## [What is required]
Using the material below, print the line that contains "pub struct IndexStats", the line that contains "in the graph", and every line in between, exactly and nothing else.

## [Records for processing]

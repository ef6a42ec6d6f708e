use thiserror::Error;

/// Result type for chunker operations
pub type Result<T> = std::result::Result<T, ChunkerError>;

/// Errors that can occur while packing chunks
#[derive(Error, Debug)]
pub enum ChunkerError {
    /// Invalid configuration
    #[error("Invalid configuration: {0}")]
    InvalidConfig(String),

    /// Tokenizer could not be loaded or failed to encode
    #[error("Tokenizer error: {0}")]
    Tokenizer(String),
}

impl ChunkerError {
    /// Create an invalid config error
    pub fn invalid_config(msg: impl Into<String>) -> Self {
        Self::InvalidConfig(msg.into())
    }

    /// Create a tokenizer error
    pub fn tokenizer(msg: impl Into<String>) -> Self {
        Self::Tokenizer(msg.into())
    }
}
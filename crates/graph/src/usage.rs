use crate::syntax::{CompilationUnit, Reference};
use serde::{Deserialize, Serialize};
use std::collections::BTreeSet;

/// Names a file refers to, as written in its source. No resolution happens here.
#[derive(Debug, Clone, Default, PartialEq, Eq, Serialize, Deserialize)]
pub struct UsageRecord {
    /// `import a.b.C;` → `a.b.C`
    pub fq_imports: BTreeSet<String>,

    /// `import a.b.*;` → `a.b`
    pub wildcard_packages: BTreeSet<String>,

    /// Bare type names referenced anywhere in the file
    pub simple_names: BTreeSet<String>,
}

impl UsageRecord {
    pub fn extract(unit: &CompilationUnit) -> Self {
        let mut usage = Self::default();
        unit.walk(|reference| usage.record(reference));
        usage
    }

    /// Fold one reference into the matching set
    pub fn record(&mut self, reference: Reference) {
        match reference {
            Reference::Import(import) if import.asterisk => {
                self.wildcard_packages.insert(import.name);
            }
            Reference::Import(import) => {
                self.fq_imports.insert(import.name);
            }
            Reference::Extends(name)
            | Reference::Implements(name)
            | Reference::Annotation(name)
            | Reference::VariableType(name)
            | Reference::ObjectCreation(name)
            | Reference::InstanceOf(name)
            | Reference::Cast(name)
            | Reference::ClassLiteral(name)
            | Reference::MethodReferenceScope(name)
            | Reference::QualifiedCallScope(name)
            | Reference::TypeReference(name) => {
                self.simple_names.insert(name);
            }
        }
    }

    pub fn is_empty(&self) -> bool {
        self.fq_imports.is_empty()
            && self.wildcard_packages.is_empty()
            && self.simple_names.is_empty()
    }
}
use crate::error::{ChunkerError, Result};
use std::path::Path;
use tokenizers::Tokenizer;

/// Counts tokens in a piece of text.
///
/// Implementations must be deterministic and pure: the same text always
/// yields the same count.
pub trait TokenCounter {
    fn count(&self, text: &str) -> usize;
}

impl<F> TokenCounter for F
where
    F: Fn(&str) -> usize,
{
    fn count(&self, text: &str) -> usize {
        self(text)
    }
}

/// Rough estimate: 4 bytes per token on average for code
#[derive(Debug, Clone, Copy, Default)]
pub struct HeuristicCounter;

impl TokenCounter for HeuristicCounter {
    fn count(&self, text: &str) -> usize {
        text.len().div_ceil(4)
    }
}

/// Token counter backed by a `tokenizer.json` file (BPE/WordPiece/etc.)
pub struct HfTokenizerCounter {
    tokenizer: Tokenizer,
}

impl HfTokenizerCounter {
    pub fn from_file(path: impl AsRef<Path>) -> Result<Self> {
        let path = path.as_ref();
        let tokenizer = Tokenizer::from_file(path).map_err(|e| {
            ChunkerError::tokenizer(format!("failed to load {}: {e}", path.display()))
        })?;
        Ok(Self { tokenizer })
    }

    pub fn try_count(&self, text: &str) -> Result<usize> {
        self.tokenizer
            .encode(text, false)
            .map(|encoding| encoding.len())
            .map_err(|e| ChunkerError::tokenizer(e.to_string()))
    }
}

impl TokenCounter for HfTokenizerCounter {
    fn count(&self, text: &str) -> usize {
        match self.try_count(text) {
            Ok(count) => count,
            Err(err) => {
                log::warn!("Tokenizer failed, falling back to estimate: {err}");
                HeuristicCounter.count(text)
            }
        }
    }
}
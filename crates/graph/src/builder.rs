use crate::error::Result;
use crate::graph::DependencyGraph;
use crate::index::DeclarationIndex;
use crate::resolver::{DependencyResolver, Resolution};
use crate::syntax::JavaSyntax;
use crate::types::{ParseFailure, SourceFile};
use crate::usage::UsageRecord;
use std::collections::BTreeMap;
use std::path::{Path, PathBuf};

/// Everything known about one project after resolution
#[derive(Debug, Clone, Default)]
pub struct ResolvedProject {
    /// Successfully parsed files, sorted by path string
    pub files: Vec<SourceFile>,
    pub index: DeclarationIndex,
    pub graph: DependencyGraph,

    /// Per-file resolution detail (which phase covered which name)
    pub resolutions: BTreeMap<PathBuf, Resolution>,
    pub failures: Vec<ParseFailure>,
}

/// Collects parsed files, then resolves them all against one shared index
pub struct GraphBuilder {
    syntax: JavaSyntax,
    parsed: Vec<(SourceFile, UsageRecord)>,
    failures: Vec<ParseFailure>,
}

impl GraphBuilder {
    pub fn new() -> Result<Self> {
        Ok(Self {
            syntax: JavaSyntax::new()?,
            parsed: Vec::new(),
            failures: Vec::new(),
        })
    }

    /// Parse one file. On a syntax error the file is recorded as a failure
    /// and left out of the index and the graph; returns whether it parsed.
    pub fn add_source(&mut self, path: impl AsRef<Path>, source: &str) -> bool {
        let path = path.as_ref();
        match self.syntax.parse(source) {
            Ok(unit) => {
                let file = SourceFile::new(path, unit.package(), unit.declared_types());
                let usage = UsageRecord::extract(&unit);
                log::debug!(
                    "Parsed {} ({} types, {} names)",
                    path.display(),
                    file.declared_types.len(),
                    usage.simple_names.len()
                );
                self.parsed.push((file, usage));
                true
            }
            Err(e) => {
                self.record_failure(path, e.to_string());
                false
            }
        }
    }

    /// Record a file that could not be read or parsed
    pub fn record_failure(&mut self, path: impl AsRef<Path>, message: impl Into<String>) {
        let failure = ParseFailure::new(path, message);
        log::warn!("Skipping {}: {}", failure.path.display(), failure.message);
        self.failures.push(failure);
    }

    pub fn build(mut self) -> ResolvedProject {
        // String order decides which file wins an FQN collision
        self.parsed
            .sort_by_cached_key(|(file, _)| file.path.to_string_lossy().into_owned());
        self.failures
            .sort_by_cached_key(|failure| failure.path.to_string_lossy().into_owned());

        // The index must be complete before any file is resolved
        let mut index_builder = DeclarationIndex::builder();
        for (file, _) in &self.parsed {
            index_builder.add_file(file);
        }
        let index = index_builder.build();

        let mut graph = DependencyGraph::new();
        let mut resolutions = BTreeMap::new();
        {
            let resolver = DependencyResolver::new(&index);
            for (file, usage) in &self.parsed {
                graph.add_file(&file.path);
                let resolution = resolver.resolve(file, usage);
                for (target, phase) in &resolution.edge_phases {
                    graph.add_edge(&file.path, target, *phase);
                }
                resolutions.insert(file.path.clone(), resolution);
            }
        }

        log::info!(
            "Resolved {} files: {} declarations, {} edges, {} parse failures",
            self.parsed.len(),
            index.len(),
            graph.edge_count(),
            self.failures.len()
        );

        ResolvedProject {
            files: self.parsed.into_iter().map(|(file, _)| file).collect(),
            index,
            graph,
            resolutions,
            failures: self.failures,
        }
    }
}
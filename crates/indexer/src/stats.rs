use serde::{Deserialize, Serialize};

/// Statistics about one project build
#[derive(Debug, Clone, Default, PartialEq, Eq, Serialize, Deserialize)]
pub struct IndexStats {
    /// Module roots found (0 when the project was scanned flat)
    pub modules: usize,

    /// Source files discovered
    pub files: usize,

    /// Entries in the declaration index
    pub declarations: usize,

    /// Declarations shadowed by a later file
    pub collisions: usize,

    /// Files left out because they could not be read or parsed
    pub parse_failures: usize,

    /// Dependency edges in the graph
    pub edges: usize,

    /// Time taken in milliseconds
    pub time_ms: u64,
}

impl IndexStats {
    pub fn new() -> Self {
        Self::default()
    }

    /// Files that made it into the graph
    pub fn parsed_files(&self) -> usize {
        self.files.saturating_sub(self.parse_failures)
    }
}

## [Result of the task]
pub struct IndexStats {
    /// Module roots found (0 when the project was scanned flat)
    pub modules: usize,

    /// Source files discovered
    pub files: usize,

    /// Entries in the declaration index
    pub declarations: usize,

    /// Declarations shadowed by a later file
    pub collisions: usize,

    /// Files left out because they could not be read or parsed
    pub parse_failures: usize,

    /// Dependency edges in the graph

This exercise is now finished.